Covid-19 : de nouvelles variantes pour la rentrée ?

Covid-19 : de nouvelles variantes pour la rentrée ?
Written by admin

Presque la totalité des contaminations actuelles au Covid-19, sont pénalisés par la variante BA.5. Pourtant, dès la rentrée, des variantes bien plus dangereuses pourraient apparaître dans le pays, d’après certains épidémiologistes.

Pas de saturation hospitalière

9 contaminations sur 10 sont provoquées par ce variant BA.5, à l’origine de la 7ème vague de l’épidémie, qui sévit depuis le mois de mai 2022. « Aucun successeur de BA.5 ne se profile pour le moment à l « Horizon en Europe, même si plusieurs frappent à nos portes », d’après le professeur Antoine Flahault, épidémiologiste et directeur de l’Institut de santé globale de Genève, sur Actu.fr. Lui, nomme le BA.2.75, ou Centaure, arrivé d’Inde il y a quelques semaines. D’ailleurs, en Inde, c’est lui qui est dominant.

En France, pour le moment, seuls quelques cas rares ont été détectés. Et rassurez-vous, « la bonne nouvelle est qu’il ne semble pas associé à une saturation hospitalière accrue, à la différence du variant Delta du printemps 2021. Mais depuis cette période, la population indienne s’est beaucoup plus vaccinée, en particulier ses personnes âgées et à risque, et elle est mieux immunisée par les vagues pandémiques successives, comme les Européens d’ailleurs », revient le professeur.

Un virus saisonnier

Mais il est également possible que plusieurs sous-variantes d’Omicron circulent cet automne. Une situation inédite rappelle le site. « Tant que le virus n’a pas épuisé ses capacités de mutation, on verra l’émergence de sous-variants.
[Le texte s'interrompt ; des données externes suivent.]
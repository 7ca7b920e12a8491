//! SODA resource API client: paginated page fetches and row counts.
//!
//! Pages are plain `GET {base}/resource/{id}.json` requests with `$limit`
//! and `$offset`, optionally narrowed by `$select`, `$where`, `$group` and
//! `$order`. The portal answers overload with HTTP 429; those responses are
//! routed to the [`RateController`] and retried without an attempt ceiling,
//! unlike transient transport faults which consume bounded retries.

use async_trait::async_trait;
use reqwest::StatusCode;
use serde_json::Value;
use std::sync::Arc;
use std::time::Duration;

use crate::downloader::config::{COUNT_TIMEOUT, PAGE_TIMEOUT};
use crate::downloader::rate_control::RateController;
use crate::fetcher::retry::RetryPolicy;
use crate::fetcher::{record_from_value, FetcherError, FetcherResult, PageFetch, PageQuery, Record};
use crate::session::Session;

const ERROR_BODY_LIMIT: usize = 300;

/// Client for one portal session, shared across page workers.
#[derive(Debug, Clone)]
pub struct SodaClient {
    session: Session,
    rate: Arc<RateController>,
    retry: RetryPolicy,
}

impl SodaClient {
    /// Create a client over `session`, reporting throttles to `rate`.
    pub fn new(session: Session, rate: Arc<RateController>) -> Self {
        Self {
            session,
            rate,
            retry: RetryPolicy::default(),
        }
    }

    /// Override the transient-failure retry policy.
    pub fn with_retry_policy(mut self, retry: RetryPolicy) -> Self {
        self.retry = retry;
        self
    }

    /// Advisory row count for a dataset under the given query.
    ///
    /// Uses `$select=count(*)`, or `count(distinct <group>)` when the query
    /// groups rows. The result only sizes the offset plan; the short final
    /// page remains the authoritative end-of-data signal.
    pub async fn row_count(&self, dataset_id: &str, query: &PageQuery) -> FetcherResult<u64> {
        let url = self.session.resource_url(dataset_id);
        let params = count_params(query);
        let rows = self
            .retry
            .execute("row_count", || {
                self.request_rows(&url, &params, COUNT_TIMEOUT)
            })
            .await?;
        count_from_rows(&rows)
    }

    async fn request_rows(
        &self,
        url: &str,
        params: &[(String, String)],
        timeout: Duration,
    ) -> FetcherResult<Vec<Value>> {
        // Throttles loop here indefinitely; only transport faults escape to
        // the bounded retry policy.
        loop {
            let response = self
                .session
                .client()
                .get(url)
                .query(params)
                .timeout(timeout)
                .send()
                .await
                .map_err(FetcherError::from_transport)?;

            let status = response.status();
            if status == StatusCode::TOO_MANY_REQUESTS {
                let wait = self.rate.on_throttle();
                tracing::warn!(url, wait_secs = wait.as_secs(), "throttled by portal");
                tokio::time::sleep(wait).await;
                continue;
            }

            if !status.is_success() {
                let body = response.text().await.unwrap_or_default();
                return Err(FetcherError::HttpError {
                    status: status.as_u16(),
                    body: truncate_body(&body),
                });
            }

            // Read the full body first: a transfer cut short is a transport
            // fault, while a complete but malformed body is fatal.
            let body = response.text().await.map_err(FetcherError::from_transport)?;
            let rows: Vec<Value> = serde_json::from_str(&body)
                .map_err(|e| FetcherError::ParseError(format!("{url}: {e}")))?;

            self.rate.on_success();
            return Ok(rows);
        }
    }
}

#[async_trait]
impl PageFetch for SodaClient {
    async fn fetch_page(
        &self,
        dataset_id: &str,
        offset: u64,
        limit: u64,
        query: &PageQuery,
    ) -> FetcherResult<Vec<Record>> {
        let url = self.session.resource_url(dataset_id);
        let params = page_params(offset, limit, query);
        let rows = self
            .retry
            .execute("fetch_page", || {
                self.request_rows(&url, &params, PAGE_TIMEOUT)
            })
            .await?;
        rows.into_iter().map(record_from_value).collect()
    }

    async fn count_rows(&self, dataset_id: &str, query: &PageQuery) -> FetcherResult<u64> {
        self.row_count(dataset_id, query).await
    }
}

/// Query parameters for one page request.
fn page_params(offset: u64, limit: u64, query: &PageQuery) -> Vec<(String, String)> {
    let mut params = vec![
        ("$limit".to_string(), limit.to_string()),
        ("$offset".to_string(), offset.to_string()),
    ];
    if let Some(select) = &query.select {
        params.push(("$select".to_string(), select.clone()));
    }
    if let Some(filter) = &query.filter {
        params.push(("$where".to_string(), filter.clone()));
    }
    if let Some(group) = &query.group {
        params.push(("$group".to_string(), group.clone()));
    }
    if let Some(order) = &query.order {
        params.push(("$order".to_string(), order.clone()));
    }
    params
}

/// Query parameters for a count request under the same filter as the pages.
fn count_params(query: &PageQuery) -> Vec<(String, String)> {
    let select = match &query.group {
        Some(group) => format!("count(distinct {group})"),
        None => "count(*)".to_string(),
    };
    let mut params = vec![("$select".to_string(), select)];
    if let Some(filter) = &query.filter {
        params.push(("$where".to_string(), filter.clone()));
    }
    params
}

/// Extract the count from a `$select=count(...)` response.
///
/// The portal names the result column after the aggregate expression, so
/// the key is located by prefix instead of exact match.
fn count_from_rows(rows: &[Value]) -> FetcherResult<u64> {
    let row = rows
        .first()
        .and_then(Value::as_object)
        .ok_or_else(|| FetcherError::InvalidResponse("empty count response".to_string()))?;

    for (key, value) in row {
        if !key.to_lowercase().starts_with("count") {
            continue;
        }
        let parsed = match value {
            Value::String(s) => s.parse::<u64>().ok(),
            Value::Number(n) => n.as_u64(),
            _ => None,
        };
        return parsed.ok_or_else(|| {
            FetcherError::InvalidResponse(format!("unparseable count value: {value}"))
        });
    }

    Err(FetcherError::InvalidResponse(
        "no count column in response".to_string(),
    ))
}

fn truncate_body(body: &str) -> String {
    if body.len() <= ERROR_BODY_LIMIT {
        body.to_string()
    } else {
        let mut end = ERROR_BODY_LIMIT;
        while !body.is_char_boundary(end) {
            end -= 1;
        }
        format!("{}...", &body[..end])
    }
}
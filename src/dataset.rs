//! Dataset descriptors and registry loading.

use serde::{Deserialize, Serialize};
use std::path::Path;

use crate::downloader::config::PAGE_SIZE;

fn default_page_size() -> u64 {
    PAGE_SIZE
}

/// Describes one dataset on the portal: its resource id, how to identify a
/// row, and optional query clauses applied to every page.
#[derive(Debug, Clone, Serialize, Deserialize)]
pub struct DatasetDescriptor {
    /// Portal resource identifier (e.g., "m9d7-ebf2")
    pub id: String,
    /// Short name used for output files and logging
    pub name: String,
    /// Columns that uniquely identify a row
    pub primary_key: Vec<String>,
    /// Column holding a YYYYMMDD date, enabling incremental fetch
    #[serde(default)]
    pub date_field: Option<String>,
    /// Optional `$select` projection
    #[serde(default)]
    pub select: Option<String>,
    /// Optional `$where` filter applied in addition to the watermark filter
    #[serde(default)]
    pub filter: Option<String>,
    /// Optional `$group` clause; when set, the row count uses
    /// `count(distinct <group>)`
    #[serde(default)]
    pub group: Option<String>,
    /// Optional `$order` clause
    #[serde(default)]
    pub order: Option<String>,
    /// Rows requested per page
    #[serde(default = "default_page_size")]
    pub page_size: u64,
}

impl DatasetDescriptor {
    /// Minimal descriptor with defaults for the optional clauses.
    pub fn new(id: impl Into<String>, name: impl Into<String>, primary_key: Vec<String>) -> Self {
        Self {
            id: id.into(),
            name: name.into(),
            primary_key,
            date_field: None,
            select: None,
            filter: None,
            group: None,
            order: None,
            page_size: PAGE_SIZE,
        }
    }

    /// Set the incremental date column.
    pub fn with_date_field(mut self, field: impl Into<String>) -> Self {
        self.date_field = Some(field.into());
        self
    }

    /// Validate descriptor fields.
    pub fn validate(&self) -> Result<(), String> {
        if self.id.is_empty() {
            return Err("Dataset id cannot be empty".to_string());
        }
        if self.name.is_empty() {
            return Err("Dataset name cannot be empty".to_string());
        }
        if self.primary_key.is_empty() {
            return Err(format!("Dataset '{}' has no primary key columns", self.name));
        }
        if self.page_size == 0 {
            return Err(format!("Dataset '{}' has a zero page size", self.name));
        }
        Ok(())
    }
}

/// Load and validate a dataset registry from a JSON file.
pub fn load_registry(path: &Path) -> Result<Vec<DatasetDescriptor>, String> {
    let raw = std::fs::read_to_string(path)
        .map_err(|e| format!("Cannot read dataset registry {}: {}", path.display(), e))?;
    let datasets: Vec<DatasetDescriptor> = serde_json::from_str(&raw)
        .map_err(|e| format!("Invalid dataset registry {}: {}", path.display(), e))?;
    for dataset in &datasets {
        dataset.validate()?;
    }
    Ok(datasets)
}
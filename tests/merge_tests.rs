//! Integration tests for the primary-key merge over real parquet files.

use std::collections::HashSet;
use std::path::Path;

use open_data_downloader::fetcher::Record;
use open_data_downloader::store::page::{file_row_count, for_each_row, page_file_name, write_page};
use open_data_downloader::store::MergeEngine;

fn row(id: u64, value: &str) -> Record {
    let mut record = Record::new();
    record.insert("id".to_string(), id.to_string());
    record.insert("value".to_string(), value.to_string());
    record
}

fn pk() -> Vec<String> {
    vec!["id".to_string()]
}

fn read_pairs(path: &Path) -> Vec<(String, String)> {
    let columns = vec!["id".to_string(), "value".to_string()];
    let mut rows = Vec::new();
    for_each_row(path, &columns, |r| {
        rows.push((r[0].clone().unwrap(), r[1].clone().unwrap()));
        Ok(())
    })
    .unwrap();
    rows
}

#[test]
fn incremental_batch_replaces_overlapping_keys() {
    let out = tempfile::tempdir().unwrap();
    let dest = out.path().join("table.parquet");
    let engine = MergeEngine::new();

    // Seed the table with keys 1..=1000.
    let seed = tempfile::tempdir().unwrap();
    let initial: Vec<Record> = (1..=1000).map(|id| row(id, "old")).collect();
    write_page(&seed.path().join(page_file_name(0)), &initial).unwrap();
    assert_eq!(engine.merge(seed.path(), &dest, &pk()).unwrap().rows, 1000);

    // New batch covers keys 995..=1004: six overlaps, four fresh rows.
    let batch = tempfile::tempdir().unwrap();
    let fresh: Vec<Record> = (995..=1004).map(|id| row(id, "new")).collect();
    write_page(&batch.path().join(page_file_name(0)), &fresh).unwrap();

    let outcome = engine.merge(batch.path(), &dest, &pk()).unwrap();
    assert_eq!(outcome.rows, 1004);
    assert_eq!(file_row_count(&dest).unwrap(), 1004);

    let rows = read_pairs(&dest);
    for (id, value) in &rows {
        let id: u64 = id.parse().unwrap();
        let expected = if (995..=1004).contains(&id) { "new" } else { "old" };
        assert_eq!(value, expected, "key {id}");
    }
}

#[test]
fn merged_table_has_no_duplicate_keys() {
    let out = tempfile::tempdir().unwrap();
    let dest = out.path().join("table.parquet");
    let engine = MergeEngine::new();

    // Two pages with overlapping keys, merged twice over the same table.
    for _ in 0..2 {
        let batch = tempfile::tempdir().unwrap();
        let a: Vec<Record> = (0..100).map(|id| row(id, "a")).collect();
        let b: Vec<Record> = (50..150).map(|id| row(id, "b")).collect();
        write_page(&batch.path().join(page_file_name(0)), &a).unwrap();
        write_page(&batch.path().join(page_file_name(1)), &b).unwrap();
        engine.merge(batch.path(), &dest, &pk()).unwrap();
    }

    let rows = read_pairs(&dest);
    assert_eq!(rows.len(), 150);
    let keys: HashSet<&String> = rows.iter().map(|(id, _)| id).collect();
    assert_eq!(keys.len(), rows.len());
}

#[test]
fn empty_batch_reports_existing_rows() {
    let out = tempfile::tempdir().unwrap();
    let dest = out.path().join("table.parquet");
    let engine = MergeEngine::new();

    let seed = tempfile::tempdir().unwrap();
    let initial: Vec<Record> = (0..10).map(|id| row(id, "v")).collect();
    write_page(&seed.path().join(page_file_name(0)), &initial).unwrap();
    engine.merge(seed.path(), &dest, &pk()).unwrap();

    let empty = tempfile::tempdir().unwrap();
    let outcome = engine.merge(empty.path(), &dest, &pk()).unwrap();
    assert_eq!(outcome.rows, 10);
    assert!(!outcome.updated);
    assert_eq!(read_pairs(&dest).len(), 10);
}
Seront-ils plus transmissibles ? Ce sera difficile de faire pire que le BA.5. », d’après Yves Buisson, épidémiologiste et président de la cellule Covid à l’Académie nationale de médecine.

« Au début ce virus était extrêmement mortel, il suffit de voir les dommages de la grippe espagnole à la fin des années 1920. Il est aujourd’hui saisonnier », compare-t-il. « Le virus devient beaucoup plus transmissible, mais est beaucoup moins létal, comme pu l’être Delta. Aujourd’hui, nous assistons surtout à des infections respiratoires hautes, de type rhume, alors qu’avant, c’était plutôt des infections respiratoires basses (de type pneumonie) », rassure-t-il.